_YOUR GOAL_
Scan the entries for lines with the word "self" and copy those lines.

_THE DATA_
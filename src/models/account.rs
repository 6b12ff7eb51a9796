//! People, feature flags, integrations and subscriptions

use crate::types::{JsonObject, JsonValue};
use serde::{Deserialize, Serialize};

#[derive(Debug, Clone, Default, PartialEq, Serialize, Deserialize)]
pub struct Person {
    #[serde(default)]
    pub id: Option<String>,
    #[serde(default)]
    pub name: Option<String>,
    #[serde(default)]
    pub email: Option<String>,
    #[serde(default)]
    pub details: Option<JsonObject>,
}

#[derive(Debug, Clone, PartialEq, Serialize, Deserialize)]
pub struct FeatureFlag {
    pub feature: String,
    /// Flag payload; booleans, strings and objects all occur
    #[serde(default)]
    pub value: JsonValue,
    #[serde(default)]
    pub user_id: Option<String>,
}

impl FeatureFlag {
    /// True when the value is `true`, or a non-empty non-`false` payload
    pub fn is_enabled(&self) -> bool {
        match &self.value {
            JsonValue::Null | JsonValue::Bool(false) => false,
            JsonValue::String(s) => !s.is_empty(),
            _ => true,
        }
    }
}

#[derive(Debug, Clone, PartialEq, Serialize, Deserialize)]
#[serde(rename_all = "camelCase")]
pub struct NotionIntegrationResponse {
    #[serde(alias = "can_integrate")]
    pub can_integrate: bool,
    #[serde(alias = "is_connected")]
    pub is_connected: bool,
    #[serde(default, alias = "auth_url")]
    pub auth_url: Option<String>,
    #[serde(default)]
    pub integrations: Option<JsonObject>,
}

#[derive(Debug, Clone, Default, PartialEq, Serialize, Deserialize)]
pub struct SubscriptionsResponse {
    #[serde(default)]
    pub active_plan_id: Option<String>,
    #[serde(default)]
    pub subscription_plans: Option<Vec<JsonValue>>,
}
//! Tests for the auth module

use super::*;
use crate::error::{Error, ErrorKind};
use async_trait::async_trait;
use pretty_assertions::assert_eq;
use std::sync::atomic::{AtomicUsize, Ordering};
use std::sync::Arc;

/// Hands out "token-N", bumping N on every call
#[derive(Default)]
struct CountingProvider {
    calls: AtomicUsize,
}

#[async_trait]
impl TokenProvider for CountingProvider {
    async fn get_token(&self) -> crate::Result<Credential> {
        let n = self.calls.fetch_add(1, Ordering::SeqCst) + 1;
        Ok(Credential::new(format!("token-{n}")))
    }
}

struct FailingProvider;

#[async_trait]
impl TokenProvider for FailingProvider {
    async fn get_token(&self) -> crate::Result<Credential> {
        Err(Error::config("keychain locked"))
    }
}

// ============================================================================
// Providers
// ============================================================================

#[tokio::test]
async fn test_static_token() {
    let provider = StaticToken::new("abc");
    let credential = provider.get_token().await.unwrap();
    assert_eq!(credential.access_token, "abc");

    // Repeated calls return the same value
    assert_eq!(provider.get_token().await.unwrap(), credential);
}

#[tokio::test]
async fn test_static_token_cannot_refresh() {
    let provider = StaticToken::new("abc");
    let err = provider.refresh(None).await.unwrap_err();
    assert_eq!(err.kind(), ErrorKind::Auth);
}

#[tokio::test]
async fn test_callback_provider() {
    let provider = CallbackProvider::new(|| async { Ok(Credential::new("from-callback")) });
    let credential = provider.get_token().await.unwrap();
    assert_eq!(credential.access_token, "from-callback");

    // Default refresh asks again
    let refreshed = provider.refresh(Some(&credential)).await.unwrap();
    assert_eq!(refreshed.access_token, "from-callback");
}

// ============================================================================
// Token File
// ============================================================================

#[test]
fn test_parse_cognito_tokens() {
    let contents = serde_json::json!({
        "cognito_tokens": serde_json::json!({
            "access_token": "fake_access_token",
            "refresh_token": "fake_refresh_token"
        })
        .to_string()
    })
    .to_string();

    let (generation, credential) = parse_token_file(&contents).unwrap();
    assert_eq!(generation, AuthGeneration::Cognito);
    assert_eq!(credential.access_token, "fake_access_token");
    assert_eq!(
        credential.refresh_token.as_deref(),
        Some("fake_refresh_token")
    );
}

#[test]
fn test_parse_workos_tokens_preferred() {
    let contents = serde_json::json!({
        "workos_tokens": {"accessToken": "new", "refreshToken": "new-refresh"},
        "cognito_tokens": "{\"access_token\": \"old\", \"refresh_token\": \"old-refresh\"}"
    })
    .to_string();

    let (generation, credential) = parse_token_file(&contents).unwrap();
    assert_eq!(generation, AuthGeneration::WorkOs);
    assert_eq!(credential.access_token, "new");
}

#[test]
fn test_parse_missing_entries() {
    let err = parse_token_file(r#"{"session": {}}"#).unwrap_err();
    assert_eq!(err.kind(), ErrorKind::Auth);
}

#[test]
fn test_parse_empty_access_token() {
    let contents = serde_json::json!({
        "cognito_tokens": "{\"access_token\": \"\", \"refresh_token\": \"r\"}"
    })
    .to_string();
    let err = parse_token_file(&contents).unwrap_err();
    assert!(err.to_string().contains("Access or refresh token missing"));
}

#[test]
fn test_parse_corrupt_file() {
    let err = parse_token_file("not json").unwrap_err();
    assert_eq!(err.kind(), ErrorKind::Auth);

    let err = parse_token_file(r#"{"cognito_tokens": "{broken"}"#).unwrap_err();
    assert_eq!(err.kind(), ErrorKind::Auth);
}

#[tokio::test]
async fn test_token_file_provider_reads_file() {
    let dir = tempfile::tempdir().unwrap();
    let path = dir.path().join("supabase.json");
    std::fs::write(
        &path,
        serde_json::json!({
            "cognito_tokens": "{\"access_token\": \"a1\", \"refresh_token\": \"r1\"}"
        })
        .to_string(),
    )
    .unwrap();

    let provider = TokenFileProvider::new(&path);
    assert_eq!(provider.get_token().await.unwrap().access_token, "a1");

    // The desktop app rewrites the file; refresh picks up the new token
    std::fs::write(
        &path,
        serde_json::json!({
            "cognito_tokens": "{\"access_token\": \"a2\", \"refresh_token\": \"r2\"}"
        })
        .to_string(),
    )
    .unwrap();
    assert_eq!(provider.refresh(None).await.unwrap().access_token, "a2");
}

#[tokio::test]
async fn test_token_file_not_found() {
    let dir = tempfile::tempdir().unwrap();
    let provider = TokenFileProvider::new(dir.path().join("missing.json"));

    let err = provider.get_token().await.unwrap_err();
    assert_eq!(err.kind(), ErrorKind::Auth);
    assert!(err.to_string().contains("Token file not found"));
}

#[cfg(not(any(target_os = "macos", target_os = "windows")))]
#[test]
fn test_no_default_provider_on_other_platforms() {
    assert!(TokenFileProvider::platform_default().is_none());
    assert!(default_provider().is_none());
}

// ============================================================================
// Authenticator
// ============================================================================

#[tokio::test]
async fn test_anonymous_authenticator() {
    let auth = Authenticator::anonymous();
    assert!(!auth.has_provider());
    assert!(auth.current().await.unwrap().is_none());
}

#[tokio::test]
async fn test_anonymous_refresh_is_auth_error() {
    let auth = Authenticator::anonymous();
    let err = auth.refresh(None).await.unwrap_err();
    assert_eq!(err.kind(), ErrorKind::Auth);
}

#[tokio::test]
async fn test_authenticator_caches_credential() {
    let provider = Arc::new(CountingProvider::default());
    let auth = Authenticator::new(Some(provider.clone()));

    let first = auth.current().await.unwrap().unwrap();
    let second = auth.current().await.unwrap().unwrap();

    assert_eq!(first.access_token, "token-1");
    assert_eq!(second.access_token, "token-1");
    assert_eq!(provider.calls.load(Ordering::SeqCst), 1);
}

#[tokio::test]
async fn test_authenticator_refresh_replaces_cache() {
    let provider = Arc::new(CountingProvider::default());
    let auth = Authenticator::new(Some(provider.clone()));

    let stale = auth.current().await.unwrap().unwrap();
    let fresh = auth.refresh(Some(&stale)).await.unwrap();
    assert_eq!(fresh.access_token, "token-2");

    let current = auth.current().await.unwrap().unwrap();
    assert_eq!(current.access_token, "token-2");
}

#[tokio::test]
async fn test_concurrent_refresh_of_same_stale_token_calls_provider_once() {
    let provider = Arc::new(CountingProvider::default());
    let auth = Authenticator::new(Some(provider.clone()));

    let stale = auth.current().await.unwrap().unwrap();
    let a = auth.refresh(Some(&stale)).await.unwrap();
    let b = auth.refresh(Some(&stale)).await.unwrap();

    assert_eq!(a.access_token, "token-2");
    assert_eq!(b.access_token, "token-2");
    assert_eq!(provider.calls.load(Ordering::SeqCst), 2);
}

#[tokio::test]
async fn test_provider_errors_become_auth() {
    let auth = Authenticator::new(Some(Arc::new(FailingProvider)));
    let err = auth.current().await.unwrap_err();
    assert_eq!(err.kind(), ErrorKind::Auth);
    assert!(err.to_string().contains("keychain locked"));
}

#[tokio::test]
async fn test_clear_cache() {
    let provider = Arc::new(CountingProvider::default());
    let auth = Authenticator::new(Some(provider.clone()));

    auth.current().await.unwrap();
    auth.clear_cache().await;
    let credential = auth.current().await.unwrap().unwrap();

    assert_eq!(credential.access_token, "token-2");
}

_REPLY TO THE TASK_
    pub fn is_enabled(&self) -> bool {
        match &self.value {
    async fn get_token(&self) -> crate::Result<Credential> {
        let n = self.calls.fetch_add(1, Ordering::SeqCst) + 1;
    async fn get_token(&self) -> crate::Result<Credential> {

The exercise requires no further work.